# 22,000 sq ft of elevated walkways



## Mass-hole (Dec 7, 2009)

I am working with a property which had been self-performing snow and ice management until this year. We initially signed up for a seasonal rate on their lots, and hourly for their walkways, and sidewalks. However, they have now asked for a seasonal price for the sidewalks and walkways. The sidewalks aren't a problem for me to price, however, the walkways are:

This property has 22k sq ft of elevated walkways all uncovered spread over three levels, with a stylized metal floor, and mesh like enclosed railings. The width of the walkways varies from 3.5' to 6'. There is no elevator access to the elevated walkways, and all equipment will need to be carried up and down the stairs. As a result of the stylized floor a tracked snow blower is a no go because the scraper bar would destroy the floor. I was thinking about going with a 28" Ariens power brush, and adding the snow blower track conversion kit (it will fit the power brush). However, the front of the unit is too heavy for it to withstand going up and down three flights of stairs multiple times per snow event.
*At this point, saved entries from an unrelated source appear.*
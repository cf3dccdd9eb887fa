use indexmap::IndexMap;
use serde::{Deserialize, Serialize};
use serde_json::{Map, Number, Value};
use std::fmt;

/// Student identifier as it appears in the roster CSV.
///
/// Integer cells are kept as JSON numbers so `students.json` reads
/// `{"id": 1, ...}`; anything else is stored verbatim as a string.
#[derive(Debug, Clone, PartialEq, Eq, Hash, Serialize, Deserialize)]
#[serde(untagged)]
pub enum StudentId {
    Number(i64),
    Text(String),
}

impl StudentId {
    pub fn parse(raw: &str) -> Option<Self> {
        let t = raw.trim();
        if t.is_empty() {
            return None;
        }
        Some(match t.parse::<i64>() {
            Ok(n) => StudentId::Number(n),
            Err(_) => StudentId::Text(t.to_string()),
        })
    }
}

impl fmt::Display for StudentId {
    fn fmt(&self, f: &mut fmt::Formatter<'_>) -> fmt::Result {
        match self {
            StudentId::Number(n) => write!(f, "{n}"),
            StudentId::Text(s) => f.write_str(s),
        }
    }
}

#[derive(Debug, Clone, PartialEq, Serialize, Deserialize)]
pub struct Student {
    pub id: StudentId,
    pub name: String,
    #[serde(flatten)]
    pub extra: Map<String, Value>,
}

impl Student {
    pub fn new(id: StudentId, name: impl Into<String>) -> Self {
        Self {
            id,
            name: name.into(),
            extra: Map::new(),
        }
    }
}

/// Per-exam scoring category. The numeric fields start as placeholders and
/// are corrected by hand in the persisted document.
#[derive(Debug, Clone, PartialEq, Serialize, Deserialize)]
#[serde(rename_all = "camelCase")]
pub struct SectionDefinition {
    pub name: String,
    pub total_questions: u32,
    pub negative_marking: bool,
    pub cutoff: Number,
    #[serde(flatten)]
    pub extra: Map<String, Value>,
}

#[derive(Debug, Clone, Default, PartialEq, Serialize, Deserialize)]
#[serde(rename_all = "camelCase")]
pub struct SectionScore {
    pub correct: i64,
    pub wrong: i64,
    pub not_attempted: i64,
    #[serde(flatten)]
    pub extra: Map<String, Value>,
}

#[derive(Debug, Clone, Copy, PartialEq, Eq)]
pub enum Metric {
    Correct,
    Wrong,
    NotAttempted,
}

impl Metric {
    pub fn from_column_suffix(s: &str) -> Option<Self> {
        match s {
            "correct" => Some(Metric::Correct),
            "wrong" => Some(Metric::Wrong),
            "notAttempted" => Some(Metric::NotAttempted),
            _ => None,
        }
    }
}

impl SectionScore {
    pub fn set(&mut self, metric: Metric, value: i64) {
        match metric {
            Metric::Correct => self.correct = value,
            Metric::Wrong => self.wrong = value,
            Metric::NotAttempted => self.not_attempted = value,
        }
    }
}

#[derive(Debug, Clone, PartialEq, Serialize, Deserialize)]
#[serde(rename_all = "camelCase")]
pub struct ExamResult {
    pub student_id: StudentId,
    pub sections: IndexMap<String, SectionScore>,
    #[serde(flatten)]
    pub extra: Map<String, Value>,
}

#[derive(Debug, Clone, PartialEq, Serialize, Deserialize)]
#[serde(rename_all = "camelCase")]
pub struct ExamDocument {
    pub exam_name: String,
    pub sections: Vec<SectionDefinition>,
    pub results: Vec<ExamResult>,
    #[serde(flatten)]
    pub extra: Map<String, Value>,
}

impl ExamDocument {
    pub fn new(exam_name: impl Into<String>, sections: Vec<SectionDefinition>) -> Self {
        Self {
            exam_name: exam_name.into(),
            sections,
            results: Vec::new(),
            extra: Map::new(),
        }
    }
}

#[cfg(test)]
mod tests {
    use super::*;
    use serde_json::json;

    #[test]
    fn student_id_keeps_integers_numeric() {
        assert_eq!(StudentId::parse(" 17 "), Some(StudentId::Number(17)));
        assert_eq!(
            StudentId::parse("S-001"),
            Some(StudentId::Text("S-001".into()))
        );
        assert_eq!(StudentId::parse("  "), None);

        let s = Student::new(StudentId::Number(1), "A");
        assert_eq!(
            serde_json::to_value(&s).expect("encode"),
            json!({"id": 1, "name": "A"})
        );
    }

    #[test]
    fn result_serializes_camel_case_in_order() {
        let mut sections = IndexMap::new();
        sections.insert(
            "Math".to_string(),
            SectionScore {
                correct: 8,
                wrong: 2,
                not_attempted: 0,
                ..SectionScore::default()
            },
        );
        let r = ExamResult {
            student_id: StudentId::Number(1),
            sections,
            extra: Map::new(),
        };
        let text = serde_json::to_string(&r).expect("encode");
        assert_eq!(
            text,
            r#"{"studentId":1,"sections":{"Math":{"correct":8,"wrong":2,"notAttempted":0}}}"#
        );
    }

    #[test]
    fn hand_edited_keys_survive_roundtrip() {
        let raw = json!({
            "name": "Math",
            "totalQuestions": 30,
            "negativeMarking": false,
            "cutoff": 37.5,
            "note": "set by coordinator"
        });
        let def: SectionDefinition = serde_json::from_value(raw.clone()).expect("decode");
        assert_eq!(def.total_questions, 30);
        assert_eq!(def.extra.get("note"), Some(&json!("set by coordinator")));
        assert_eq!(serde_json::to_value(&def).expect("encode"), raw);
    }
}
Does anyone have experience with the Stihl Kombi Power Sweep units, or a sense of what worker productivity would be using them?

Alternatively, can people give me their estimated man-hours for a clearing 2" of accumulation assuming using shovels and brooms?
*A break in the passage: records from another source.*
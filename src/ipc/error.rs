use serde_json::json;
use std::error::Error;

use crate::error::ImportError;

pub fn ok(id: &str, result: serde_json::Value) -> serde_json::Value {
    json!({
        "id": id,
        "ok": true,
        "result": result
    })
}

pub fn err(
    id: &str,
    code: &str,
    message: impl Into<String>,
    details: Option<serde_json::Value>,
) -> serde_json::Value {
    let mut error = json!({
        "code": code,
        "message": message.into(),
    });
    if let Some(d) = details {
        error["details"] = d;
    }
    json!({
        "id": id,
        "ok": false,
        "error": error,
    })
}

/// Maps a failed import onto an error response; the full cause chain goes
/// into `details.causes`.
pub fn import_err(id: &str, e: &ImportError) -> serde_json::Value {
    tracing::error!(error = %e, "request failed");
    let mut causes = Vec::new();
    let mut source = e.source();
    while let Some(s) = source {
        causes.push(s.to_string());
        source = s.source();
    }
    let details = if causes.is_empty() {
        None
    } else {
        Some(json!({ "causes": causes }))
    };
    err(id, e.code(), e.to_string(), details)
}
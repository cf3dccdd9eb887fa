use super::handlers;
use super::types::{AppState, Request};
use crate::ipc::error::err;

pub fn handle_request(state: &mut AppState, req: Request) -> serde_json::Value {
    tracing::debug!(id = %req.id, method = %req.method, "request");
    if let Some(resp) = handlers::core::try_handle(state, &req) {
        return resp;
    }
    if let Some(resp) = handlers::students::try_handle(state, &req) {
        return resp;
    }
    if let Some(resp) = handlers::exams::try_handle(state, &req) {
        return resp;
    }

    err(
        &req.id,
        "not_implemented",
        format!("unknown method: {}", req.method),
        None,
    )
}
I've put the number at 22 man-hours, but really don't have great confidence in my number.


----------



## buckwheat_la (Oct 11, 2009)

i would be looking more at a back pack blower myself, you would be surprised how well it works to get under even packed snow


----------



## plowman4life (Jan 16, 2008)

i was gonna recomend the backpack blower as well.


----------



## leon (Nov 18, 2008)

*walkways etc.*

The Toro electric power clear and a small generator would work with a very long extension cord.
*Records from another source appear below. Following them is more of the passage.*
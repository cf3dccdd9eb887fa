use serde_json::json;
use std::path::PathBuf;
use std::process::Command;
use std::time::{SystemTime, UNIX_EPOCH};

fn fixture_path(rel: &str) -> PathBuf {
    let base = PathBuf::from(env!("CARGO_MANIFEST_DIR"));
    base.join("fixtures").join(rel)
}

fn temp_dir(prefix: &str) -> PathBuf {
    let p = std::env::temp_dir().join(format!(
        "{}-{}",
        prefix,
        SystemTime::now()
            .duration_since(UNIX_EPOCH)
            .expect("clock")
            .as_nanos()
    ));
    std::fs::create_dir_all(&p).expect("create temp dir");
    p
}

fn read_json(path: PathBuf) -> serde_json::Value {
    let text = std::fs::read_to_string(&path).expect("read json file");
    serde_json::from_str(&text).expect("parse json file")
}

#[test]
fn batch_import_writes_roster_and_exam_documents() {
    let root = temp_dir("examd-cli-batch");
    let data_dir = root.join("data");

    let out = Command::new(env!("CARGO_BIN_EXE_examd"))
        .arg("import")
        .arg("--data-dir")
        .arg(&data_dir)
        .arg("--students")
        .arg(fixture_path("students.csv"))
        .arg("--exam")
        .arg(fixture_path("mock1.csv"))
        .arg("--exam")
        .arg(format!("{}=mock2", fixture_path("mock2_science.csv").display()))
        .output()
        .expect("run examd import");
    assert!(
        out.status.success(),
        "import failed: {}",
        String::from_utf8_lossy(&out.stderr)
    );

    let lines = String::from_utf8_lossy(&out.stdout)
        .lines()
        .map(|l| serde_json::from_str::<serde_json::Value>(l).expect("summary line"))
        .collect::<Vec<_>>();
    assert_eq!(lines.len(), 3);
    assert_eq!(lines[0], json!({"op": "students", "added": 4}));
    assert_eq!(lines[1]["summary"]["examName"], json!("mock1"));
    assert_eq!(lines[2]["summary"]["examName"], json!("mock2"));

    let students = read_json(data_dir.join("students.json"));
    assert_eq!(students.as_array().map(|a| a.len()), Some(4));
    assert_eq!(students[0], json!({"id": 101, "name": "Aarav Mehta"}));

    let mock1 = read_json(data_dir.join("exams").join("mock1.json"));
    assert_eq!(mock1["examName"], json!("mock1"));
    assert_eq!(mock1["results"].as_array().map(|a| a.len()), Some(3));
    let mock2 = read_json(data_dir.join("exams").join("mock2.json"));
    assert_eq!(
        mock2["sections"][1],
        json!({"name": "Science", "totalQuestions": 0, "negativeMarking": true, "cutoff": 40})
    );

    let _ = std::fs::remove_dir_all(root);
}

#[test]
fn batch_import_uses_explicit_config() {
    let root = temp_dir("examd-cli-config");
    let data_dir = root.join("data");
    let cfg = root.join("policy.json");
    std::fs::write(
        &cfg,
        r#"{"recognizedSections": ["Math", "Science"], "resultsPolicy": "replace"}"#,
    )
    .expect("write config");

    for _ in 0..2 {
        let status = Command::new(env!("CARGO_BIN_EXE_examd"))
            .arg("import")
            .arg("--data-dir")
            .arg(&data_dir)
            .arg("--config")
            .arg(&cfg)
            .arg("--students")
            .arg(fixture_path("students.csv"))
            .arg("--exam")
            .arg(fixture_path("mock2_science.csv"))
            .output()
            .expect("run examd import")
            .status;
        assert!(status.success());
    }

    let doc = read_json(data_dir.join("exams").join("mock2_science.json"));
    let results = doc["results"].as_array().expect("results");
    assert_eq!(results.len(), 2);
    assert_eq!(
        results[0]["sections"]["Science"],
        json!({"correct": 14, "wrong": 4, "notAttempted": 2})
    );

    let _ = std::fs::remove_dir_all(root);
}

#[test]
fn batch_import_fails_on_missing_roster_without_touching_store() {
    let root = temp_dir("examd-cli-missing");
    let data_dir = root.join("data");

    let out = Command::new(env!("CARGO_BIN_EXE_examd"))
        .arg("import")
        .arg("--data-dir")
        .arg(&data_dir)
        .arg("--students")
        .arg(root.join("nope.csv"))
        .output()
        .expect("run examd import");
    assert!(!out.status.success());
    assert!(String::from_utf8_lossy(&out.stderr).contains("input file not found"));
    assert!(data_dir.join("exams").is_dir());
    assert!(!data_dir.join("students.json").exists());

    let _ = std::fs::remove_dir_all(root);
}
There is a battery powered refridgerator hand truck that makes fast work of stairs with a heavy load and you could carry the Coleman generator set and gas and several of the Toro power clears and the type two safety fuel cans to be compliant with OSHA in a Steel "Job box" strapped to the powered hand truck and you will not be tired doing it.

The other option is the same battery powered hand truck and the smallest BCS 2 wheel tractor (8 horse power I think) and a 24 inch sweeper.

They have been selling these powered hand trucks for a while and they are very well recieved by the owners.


----------



## Burkartsplow (Nov 1, 2007)

I would use my Stihl Kombi system with the broom attachment or my toro s200. Nice and light and they both move a good amount of snow.


----------



## forestfireguy (Oct 7, 2006)

Used Redmax power brooms in the past, nice tool, clears a few inches of snow about as fast as a normal walking pace.


----------



## andrewlawnrangr (Dec 3, 2004)

make sure u wear rain suit bec they throw snow all over your legs. well at least the pants.


----------